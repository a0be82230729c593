use std::ffi::OsString;
use std::path::{Path, PathBuf};

use anyhow::{Context, Result};

use super::extract::run_tool;
use super::model::BeamReport;

// ---------------------------------------------------------------------------
// Beam parameter dump: sddsanalyzebeam + three sddsprintout passes
// ---------------------------------------------------------------------------

pub const LONGITUDINAL_COLUMNS: [&str; 4] = ["pAverage", "St", "Sdelta", "s56"];
pub const HORIZONTAL_COLUMNS: [&str; 4] = ["enx", "ecnx", "alphax", "betax"];
pub const VERTICAL_COLUMNS: [&str; 4] = ["eny", "ecny", "alphay", "betay"];

/// Name of the analyzer output inside the per-call scratch directory.
const SCRATCH_NAME: &str = "beam.sab";

/// Runs `sddsanalyzebeam` on a particle file and formats the result with
/// `sddsprintout`.
#[derive(Debug, Clone)]
pub struct BeamAnalyzer {
    analyzer: PathBuf,
    printout: PathBuf,
}

impl BeamAnalyzer {
    pub fn new(analyzer: impl Into<PathBuf>, printout: impl Into<PathBuf>) -> Self {
        Self {
            analyzer: analyzer.into(),
            printout: printout.into(),
        }
    }

    /// Analyze `input` through a private scratch directory that is removed
    /// before returning.
    pub fn dump_params(&self, input: &Path) -> Result<BeamReport> {
        let scratch_dir = tempfile::Builder::new()
            .prefix("elegant-view-")
            .tempdir()
            .context("creating scratch directory for sddsanalyzebeam")?;
        self.dump_params_with_scratch(input, &scratch_dir.path().join(SCRATCH_NAME))
    }

    /// Analyze `input`, writing the intermediate SDDS file to `scratch`.
    ///
    /// The scratch file is left in place for the caller.
    pub fn dump_params_with_scratch(&self, input: &Path, scratch: &Path) -> Result<BeamReport> {
        run_tool(&self.analyzer, [input.as_os_str(), scratch.as_os_str()])
            .with_context(|| format!("analyzing beam file {}", input.display()))?;

        let report = BeamReport {
            longitudinal: self.print_columns(scratch, &LONGITUDINAL_COLUMNS)?,
            horizontal: self.print_columns(scratch, &HORIZONTAL_COLUMNS)?,
            vertical: self.print_columns(scratch, &VERTICAL_COLUMNS)?,
        };
        log::info!("beam parameters of {} ready", input.display());
        Ok(report)
    }

    fn print_columns(&self, scratch: &Path, columns: &[&str]) -> Result<String> {
        let mut args: Vec<OsString> = vec![scratch.as_os_str().to_os_string()];
        args.extend(columns.iter().map(|c| OsString::from(format!("-col={c}"))));
        args.push("-noTitle".into());
        args.push("-htmlFormat".into());

        let stdout = run_tool(&self.printout, &args)
            .with_context(|| format!("printing columns {columns:?}"))?;
        let text = String::from_utf8(stdout).context("sddsprintout output is not UTF-8")?;
        Ok(strip_newlines(&text))
    }
}

/// Remove every newline from a printout block.
pub fn strip_newlines(text: &str) -> String {
    text.replace('\n', "")
}

// ---------------------------------------------------------------------------
// HTML table → rows of cells (for the report tables in the side panel)
// ---------------------------------------------------------------------------

/// Split an `-htmlFormat` printout into rows of plain-text cells.
///
/// Only `tr`, `th`, `td` and `br` are interpreted; other tags are dropped.
pub fn parse_html_table(html: &str) -> Vec<Vec<String>> {
    let mut rows: Vec<Vec<String>> = Vec::new();
    let mut cell: Option<String> = None;
    let mut rest = html;

    while let Some(open) = rest.find('<') {
        if let Some(c) = cell.as_mut() {
            c.push_str(&rest[..open]);
        }
        let Some(len) = rest[open..].find('>') else {
            break;
        };
        let tag = rest[open + 1..open + len].trim().to_ascii_lowercase();
        rest = &rest[open + len + 1..];

        let closing = tag.starts_with('/');
        let name = tag
            .trim_start_matches('/')
            .split(|ch: char| ch.is_whitespace() || ch == '/')
            .next()
            .unwrap_or("");

        match (name, closing) {
            ("tr", false) => {
                finish_cell(&mut rows, &mut cell);
                rows.push(Vec::new());
            }
            ("td" | "th", false) => {
                finish_cell(&mut rows, &mut cell);
                cell = Some(String::new());
            }
            ("td" | "th" | "tr" | "table", true) => finish_cell(&mut rows, &mut cell),
            ("br", _) => {
                if let Some(c) = cell.as_mut() {
                    c.push(' ');
                }
            }
            _ => {}
        }
    }
    finish_cell(&mut rows, &mut cell);
    rows.retain(|r| !r.is_empty());
    rows
}

fn finish_cell(rows: &mut Vec<Vec<String>>, cell: &mut Option<String>) {
    let Some(text) = cell.take() else {
        return;
    };
    if rows.is_empty() {
        rows.push(Vec::new());
    }
    if let Some(row) = rows.last_mut() {
        row.push(decode_entities(&text));
    }
}

fn decode_entities(text: &str) -> String {
    let decoded = text
        .replace("&nbsp;", " ")
        .replace("&lt;", "<")
        .replace("&gt;", ">")
        .replace("&quot;", "\"")
        .replace("&#39;", "'")
        .replace("&amp;", "&");
    decoded.split_whitespace().collect::<Vec<_>>().join(" ")
}

#[cfg(test)]
mod tests {
    use super::*;

    #[test]
    fn strip_newlines_leaves_no_newline() {
        let text = "<table>\n<tr><td>1</td></tr>\n</table>\n";
        let stripped = strip_newlines(text);
        assert_eq!(stripped, "<table><tr><td>1</td></tr></table>");
        assert!(!stripped.contains('\n'));
    }

    #[test]
    fn html_table_rows_and_cells() {
        let html = "<TABLE BORDER><TR><TH>pAverage</TH><TH>St</TH></TR>\
                    <tr><td>  1.957e+03 </td><td>3.3e-12&nbsp;s</td></tr></TABLE>";
        let rows = parse_html_table(html);
        assert_eq!(
            rows,
            vec![
                vec!["pAverage".to_string(), "St".to_string()],
                vec!["1.957e+03".to_string(), "3.3e-12 s".to_string()],
            ]
        );
    }

    #[test]
    fn html_table_ignores_text_outside_cells() {
        let html = "caption<table><tr><td>a<br>b</td><td>&lt;x&gt;</td></tr></table>tail";
        assert_eq!(
            parse_html_table(html),
            vec![vec!["a b".to_string(), "<x>".to_string()]]
        );
    }

    #[test]
    fn html_table_of_plain_text_is_empty() {
        assert!(parse_html_table("no table here").is_empty());
    }

    #[cfg(unix)]
    mod with_fake_tools {
        use super::super::*;
        use crate::test_support::{fake_tool, lock_tools};

        const PRINTOUT: &str = r#"
test -f "$1" || { echo "missing $1" >&2; exit 2; }
shift
cols=""
for a in "$@"; do
  case "$a" in -col=*) cols="$cols<th>${a#-col=}</th>" ;; esac
done
printf '<table>\n<tr>%s</tr>\n<tr><td>1.0</td></tr>\n</table>\n' "$cols""#;

        fn analyzer_body(log: &Path) -> String {
            format!(
                "printf 'SDDS1\\n' > \"$2\"\necho \"$2\" >> '{}'",
                log.display()
            )
        }

        #[test]
        fn dump_returns_three_stripped_blocks() {
            let _guard = lock_tools();
            let dir = tempfile::tempdir().unwrap();
            let log = dir.path().join("scratch.log");
            let analyzer = BeamAnalyzer::new(
                fake_tool(dir.path(), "sddsanalyzebeam", &analyzer_body(&log)),
                fake_tool(dir.path(), "sddsprintout", PRINTOUT),
            );

            let report = analyzer.dump_params(&dir.path().join("beam.out")).unwrap();
            assert_eq!(
                report.longitudinal,
                "<table><tr><th>pAverage</th><th>St</th><th>Sdelta</th><th>s56</th></tr>\
                 <tr><td>1.0</td></tr></table>"
            );
            assert!(report.horizontal.contains("<th>ecnx</th>"));
            assert!(report.vertical.contains("<th>betay</th>"));
            for (_, block) in report.blocks() {
                assert!(!block.is_empty());
                assert!(!block.contains('\n'));
            }
        }

        #[test]
        fn scratch_files_are_unique_and_removed() {
            let _guard = lock_tools();
            let dir = tempfile::tempdir().unwrap();
            let log = dir.path().join("scratch.log");
            let analyzer = BeamAnalyzer::new(
                fake_tool(dir.path(), "sddsanalyzebeam", &analyzer_body(&log)),
                fake_tool(dir.path(), "sddsprintout", PRINTOUT),
            );

            analyzer.dump_params(&dir.path().join("a.out")).unwrap();
            analyzer.dump_params(&dir.path().join("b.out")).unwrap();

            let used = std::fs::read_to_string(&log).unwrap();
            let used: Vec<&str> = used.lines().collect();
            assert_eq!(used.len(), 2);
            assert_ne!(used[0], used[1]);
            for path in used {
                assert!(!Path::new(path).exists(), "{path} left behind");
            }
        }

        #[test]
        fn caller_scratch_is_kept() {
            let _guard = lock_tools();
            let dir = tempfile::tempdir().unwrap();
            let log = dir.path().join("scratch.log");
            let analyzer = BeamAnalyzer::new(
                fake_tool(dir.path(), "sddsanalyzebeam", &analyzer_body(&log)),
                fake_tool(dir.path(), "sddsprintout", PRINTOUT),
            );
            let scratch = dir.path().join("tmpsab");

            analyzer
                .dump_params_with_scratch(&dir.path().join("beam.out"), &scratch)
                .unwrap();
            assert_eq!(std::fs::read_to_string(&scratch).unwrap(), "SDDS1\n");
        }

        #[test]
        fn analyzer_failure_is_an_error() {
            let _guard = lock_tools();
            let dir = tempfile::tempdir().unwrap();
            let analyzer = BeamAnalyzer::new(
                fake_tool(dir.path(), "sddsanalyzebeam", "echo 'bad input' >&2; exit 1"),
                fake_tool(dir.path(), "sddsprintout", PRINTOUT),
            );

            let err = analyzer.dump_params(&dir.path().join("beam.out")).unwrap_err();
            let message = format!("{err:#}");
            assert!(message.contains("analyzing beam file"), "{message}");
            assert!(message.contains("bad input"), "{message}");
        }
    }
}
use std::path::{Path, PathBuf};

use anyhow::{Context, Result};
use serde::Deserialize;

use crate::data::extract::ColumnExtractor;
use crate::data::report::BeamAnalyzer;

pub const SDDS2STREAM: &str = "sdds2stream";
pub const SDDSPRINTOUT: &str = "sddsprintout";
pub const SDDSANALYZEBEAM: &str = "sddsanalyzebeam";

// ---------------------------------------------------------------------------
// Tool locations
// ---------------------------------------------------------------------------

/// Where the external programs live.
///
/// `sdds2stream` and `sddsprintout` come from the SDDS toolkit bin directory,
/// `sddsanalyzebeam` from the OAG apps bin directory. An unset directory
/// means the bare program name is looked up on `PATH`.
#[derive(Debug, Clone, Default, PartialEq, Eq, Deserialize)]
#[serde(default, deny_unknown_fields)]
pub struct ToolPaths {
    pub sdds_bin: Option<PathBuf>,
    pub apps_bin: Option<PathBuf>,
}

impl ToolPaths {
    /// Read `{"sdds_bin": "...", "apps_bin": "..."}` (both keys optional).
    pub fn from_file(path: &Path) -> Result<Self> {
        let text = std::fs::read_to_string(path)
            .with_context(|| format!("reading tool config {}", path.display()))?;
        serde_json::from_str(&text)
            .with_context(|| format!("parsing tool config {}", path.display()))
    }

    /// Explicit directories win; the config file fills what they leave unset.
    pub fn resolve(
        sdds_bin: Option<PathBuf>,
        apps_bin: Option<PathBuf>,
        config: Option<&Path>,
    ) -> Result<Self> {
        let explicit = ToolPaths { sdds_bin, apps_bin };
        let paths = match config {
            Some(path) => explicit.or(ToolPaths::from_file(path)?),
            None => explicit,
        };
        log::debug!("tool paths: {paths:?}");
        Ok(paths)
    }

    pub fn or(self, fallback: ToolPaths) -> Self {
        ToolPaths {
            sdds_bin: self.sdds_bin.or(fallback.sdds_bin),
            apps_bin: self.apps_bin.or(fallback.apps_bin),
        }
    }

    pub fn sdds2stream(&self) -> PathBuf {
        program(self.sdds_bin.as_deref(), SDDS2STREAM)
    }

    pub fn sddsprintout(&self) -> PathBuf {
        program(self.sdds_bin.as_deref(), SDDSPRINTOUT)
    }

    pub fn sddsanalyzebeam(&self) -> PathBuf {
        program(self.apps_bin.as_deref(), SDDSANALYZEBEAM)
    }

    pub fn extractor(&self) -> ColumnExtractor {
        ColumnExtractor::new(self.sdds2stream())
    }

    pub fn analyzer(&self) -> BeamAnalyzer {
        BeamAnalyzer::new(self.sddsanalyzebeam(), self.sddsprintout())
    }
}

fn program(dir: Option<&Path>, name: &str) -> PathBuf {
    match dir {
        Some(dir) => dir.join(name),
        None => PathBuf::from(name),
    }
}
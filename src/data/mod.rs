/// Data layer: external SDDS tools, type filtering and plot data.
///
/// Architecture:
/// ```text
///  <root>.twi / .s / .cen / .mag          particle file
///        │                                     │
///        ▼                                     ▼
///   ┌──────────┐                         ┌──────────┐
///   │ extract  │  sdds2stream → columns  │  report  │  sddsanalyzebeam
///   └──────────┘                         └──────────┘  + sddsprintout ×3
///        │                                     │
///        ▼                                     ▼
///   ┌──────────┐                          BeamReport
///   │  filter  │  ElementType allow-lists → filtered Profile
///   └──────────┘
///        │
///        ▼
///   ┌──────────┐
///   │ beamline │  unit conversion → OpticsData / BeamSizeData / EmittanceData
///   └──────────┘
/// ```

pub mod beamline;
pub mod extract;
pub mod filter;
pub mod model;
pub mod report;
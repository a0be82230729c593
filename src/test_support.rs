//! Fake SDDS programs for process-level tests.

use std::os::unix::fs::PermissionsExt;
use std::path::{Path, PathBuf};
use std::sync::{Mutex, MutexGuard};

// Serialises script creation and execution across test threads: exec of a
// script fails with ETXTBSY while any forked child still holds its write fd.
static TOOL_LOCK: Mutex<()> = Mutex::new(());

pub fn lock_tools() -> MutexGuard<'static, ()> {
    TOOL_LOCK.lock().unwrap_or_else(|poisoned| poisoned.into_inner())
}

/// Write an executable `/bin/sh` script named `name` into `dir`.
pub fn fake_tool(dir: &Path, name: &str, body: &str) -> PathBuf {
    let path = dir.join(name);
    std::fs::write(&path, format!("#!/bin/sh\n{body}\n")).unwrap();
    let mut perms = std::fs::metadata(&path).unwrap().permissions();
    perms.set_mode(0o755);
    std::fs::set_permissions(&path, perms).unwrap();
    path
}
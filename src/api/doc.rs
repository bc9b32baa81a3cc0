use utoipa::openapi::security::{HttpAuthScheme, HttpBuilder, SecurityScheme};
use utoipa::{Modify, OpenApi};

pub const USERS_TAG: &str = "users";
pub const ARTICLES_TAG: &str = "articles";

#[derive(OpenApi)]
#[openapi(
    info(
        title = "Median",
        description = "The Median API description",
        version = "0.1",
    ),
    modifiers(&SecurityAddon),
    components(
        schemas(
            crate::api::dto::ErrorResponse,
            crate::api::dto::FieldError,
        )
    ),
    tags(
        (name = USERS_TAG, description = "User management endpoints"),
        (name = ARTICLES_TAG, description = "Article publishing endpoints"),
    )
)]
pub struct ApiDoc;

/// Declares the bearer scheme; no route enforces it.
pub struct SecurityAddon;

impl Modify for SecurityAddon {
    fn modify(&self, openapi: &mut utoipa::openapi::OpenApi) {
        if let Some(components) = openapi.components.as_mut() {
            components.add_security_scheme(
                "bearerAuth",
                SecurityScheme::Http(
                    HttpBuilder::new()
                        .scheme(HttpAuthScheme::Bearer)
                        .bearer_format("JWT")
                        .build(),
                ),
            )
        }
    }
}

[EXERCISE AIM] Each line that holds the string "while" counts once. Give the total for the listing and nothing else.

[EXERCISE OUTPUT] 2